Начался широкий процесс, прозвеневший набатом по городам Сибири. Газеты печатали судебные отчеты, посвящая им целые страницы. Одна за другой развертывались омерзительные картины морально-бытового разложения целой группы красноярских ответственных работников, устраивавших грандиозные попойки и «афинские ночи». Пропившие честь и совесть, обанкротившиеся руководители не метафорически, а в действительности купали своих наложниц в ваннах с шампанским.
Царицей этих вакханалий была любовница Лосевича, восточная красавица и бывшая княгиня Муратова, иронически называвшая себя «княгиней семи баранов». Возможно, что Муратова намекала на число своих одновременных сожителей, но сама она расшифровала этот свой титул иначе, утверждая, что после смерти ее отца, кавказского князя, все доставшееся ей наследство составляли семь курдючных баранов...

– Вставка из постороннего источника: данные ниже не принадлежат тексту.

// --- File: crates/services/slotcheck_runner/src/extract.rs ---
//! Tolerant lookups over booking API payloads.
//!
//! The backend answers in several shapes depending on the representation it
//! picks (JSON-LD envelope, bare list, plain object). Each lookup is an ordered
//! list of small strategies over a generic JSON value; the first one that
//! yields something wins.

use serde_json::Value;

/// Member array of a Hydra collection envelope.
pub const HYDRA_MEMBER: &str = "hydra:member";
pub const SLOT_ID_KEY: &str = "@id";
pub const RESERVED_KEY: &str = "reserved";
/// Top-level keys that may carry the cancellation token, in lookup order.
pub const CANCEL_TOKEN_KEYS: [&str; 3] = ["cancelToken", "cancel_token", "cancel"];
/// Key looked up inside nested objects of a creation response.
pub const NESTED_CANCEL_TOKEN_KEY: &str = "cancelToken";

type CollectionStrategy = for<'v> fn(&'v Value) -> Option<&'v [Value]>;
type TokenStrategy = fn(&Value) -> Option<String>;

const COLLECTION_STRATEGIES: [CollectionStrategy; 3] =
    [hydra_members, bare_list, first_list_field];
const TOKEN_STRATEGIES: [TokenStrategy; 2] = [top_level_token, nested_token];

/// Runs `strategies` in order and returns the first hit.
pub fn first_match<'v, T, F>(value: &'v Value, strategies: &[F]) -> Option<T>
where
    F: Fn(&'v Value) -> Option<T>,
{
    strategies.iter().find_map(|strategy| strategy(value))
}

/// Truthiness of a dynamic JSON value: `null`, `false`, `0`, `""`, `[]` and
/// `{}` are false, everything else is true.
pub fn is_truthy(value: &Value) -> bool {
    match value {
        Value::Null => false,
        Value::Bool(b) => *b,
        Value::Number(n) => n.as_f64().is_some_and(|f| f != 0.0),
        Value::String(s) => !s.is_empty(),
        Value::Array(items) => !items.is_empty(),
        Value::Object(fields) => !fields.is_empty(),
    }
}

/// A slot without a `reserved` field counts as free.
pub fn is_reserved(slot: &Value) -> bool {
    slot.get(RESERVED_KEY).is_some_and(is_truthy)
}

/// The slot's non-empty `@id`.
pub fn slot_id(slot: &Value) -> Option<&str> {
    slot.get(SLOT_ID_KEY)?.as_str().filter(|id| !id.is_empty())
}

/// The list of slot objects in a collection response, whatever its envelope.
///
/// Empty when no shape matches.
pub fn slot_candidates(payload: &Value) -> &[Value] {
    first_match(payload, &COLLECTION_STRATEGIES).unwrap_or(&[])
}

/// Identifier of the first free slot among `candidates`.
pub fn first_free_slot(candidates: &[Value]) -> Option<String> {
    candidates
        .iter()
        .filter(|slot| !is_reserved(slot))
        .find_map(slot_id)
        .map(str::to_string)
}

/// The cancellation token of an appointment creation response.
pub fn cancel_token(payload: &Value) -> Option<String> {
    first_match(payload, &TOKEN_STRATEGIES)
}

fn hydra_members(payload: &Value) -> Option<&[Value]> {
    payload.get(HYDRA_MEMBER)?.as_array().map(Vec::as_slice)
}

fn bare_list(payload: &Value) -> Option<&[Value]> {
    payload.as_array().map(Vec::as_slice)
}

// Document order: serde_json is built with preserve_order.
fn first_list_field(payload: &Value) -> Option<&[Value]> {
    payload
        .as_object()?
        .values()
        .find_map(Value::as_array)
        .map(Vec::as_slice)
}

fn non_empty_str(value: &Value) -> Option<String> {
    value
        .as_str()
        .filter(|s| !s.is_empty())
        .map(str::to_string)
}

fn top_level_token(payload: &Value) -> Option<String> {
    CANCEL_TOKEN_KEYS
        .iter()
        .find_map(|key| non_empty_str(payload.get(*key)?))
}

fn nested_token(payload: &Value) -> Option<String> {
    payload
        .as_object()?
        .values()
        .filter(|field| field.is_object())
        .find_map(|field| non_empty_str(field.get(NESTED_CANCEL_TOKEN_KEY)?))
}
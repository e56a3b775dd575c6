#[cfg(test)]
mod tests {
    use crate::extract::{first_free_slot, slot_candidates};
    use proptest::prelude::*;
    use serde_json::{json, Value};

    // Helper function to build slot objects from (id, reserved) pairs
    fn slot_list(slots: &[(u32, bool)]) -> Vec<Value> {
        slots
            .iter()
            .map(|(id, reserved)| {
                json!({
                    "@id": format!("/api/slots/{}", id),
                    "@type": "Slot",
                    "datetime": "2025-08-11T13:10:52+00:00",
                    "reserved": reserved,
                })
            })
            .collect()
    }

    proptest! {
        // The three collection shapes expose the same candidates
        #[test]
        fn test_collection_shapes_agree(
            slots in prop::collection::vec((1..10_000u32, any::<bool>()), 0..20),
        ) {
            let members = slot_list(&slots);

            let hydra = json!({
                "@context": "/api/contexts/Slot",
                "@id": "/api/slots",
                "hydra:member": members.clone(),
                "hydra:totalItems": members.len(),
            });
            let bare = Value::Array(members.clone());
            let single_field = json!({
                "totalItems": members.len(),
                "items": members.clone(),
            });

            prop_assert_eq!(slot_candidates(&hydra), members.as_slice());
            prop_assert_eq!(slot_candidates(&bare), members.as_slice());
            prop_assert_eq!(slot_candidates(&single_field), members.as_slice());

            let expected = slots
                .iter()
                .find(|(_, reserved)| !reserved)
                .map(|(id, _)| format!("/api/slots/{}", id));
            prop_assert_eq!(first_free_slot(slot_candidates(&hydra)), expected.clone());
            prop_assert_eq!(first_free_slot(slot_candidates(&bare)), expected.clone());
            prop_assert_eq!(first_free_slot(slot_candidates(&single_field)), expected);
        }

        // A fully booked listing never yields a slot
        #[test]
        fn test_all_reserved_never_selected(ids in prop::collection::vec(1..10_000u32, 0..20)) {
            let slots: Vec<(u32, bool)> = ids.into_iter().map(|id| (id, true)).collect();
            let bare = Value::Array(slot_list(&slots));
            prop_assert_eq!(first_free_slot(slot_candidates(&bare)), None);
        }
    }
}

Рабочие массы Сибири откликнулись на процесс красноярских перерожденцев единодушным возгласом: «Смерть!»
Иначе быть и не могло. Лосевич, Муратова и еще несколько краевых заправил, участвовавших в растратах и оргиях, заплатили за преступления жизнью. Остальных осудили на разные сроки лишения свободы.
Во время процесса я по делам службы был в Красноярске и занимался выяснением некоторых фрагментов деятельности пятерки гастролеров-аферистов, разъезжавших по городам Сибири и применявших всюду один и тот же прием околпачивания доверчивых простаков, преимущественно из числа учрежденских кассиров. Прием этот, основанный на тонком знании человеческой психики, был прост и гениален. Не буду о нем распространяться, скажу только, что отдаленно он напоминал тему, обыгранную в кинофильме «Улица полна неожиданностей»...
В Красноярске надлежало допросить некую даму из того сорта, что дореволюционные интеллигенты окрестили «ночными бабочками», «деми-монд», «прости-господи» и многими другими спецэпитетами, свойственными тому времени. Дама эта, до переезда в Красноярск, пребывала несколько месяцев в Омске, Томске и Новосибирске и была довольно хорошо известна некоторым нашим специальным учреждениям.
Поиски привели меня в канцелярию Красноярской тюрьмы: выяснилось, что наша знакомая – назову ее Раисой Павловной, – что Раиса Павловна замешана в деле Лосевича.
Собственно, в этом не было неожиданности. Рано или поздно так и должно было произойти, хотя в выборе «клиентов» Раиса Павловна была осторожна и не опускалась до панели.
Начальник домзака, прочитав мой допуск, выданный местной прокуратурой, усмехнулся:
– Марией Стюарт интересуетесь? А раньше вы ее не знали?
– Кое-что слышал, но не знал... А почему Мария Стюарт? В уголовном мире у нее такой клички нет.
– Это мой помощник так ее назвал. Вот сейчас вызовем, посмотрите и поймете.
Да... Когда надзиратель привел Раису Павловну, я понял, почему здесь, в этих мрачных стенах старинной сибирской тюрьмы, кому-то пришел на память образ несчастной королевы.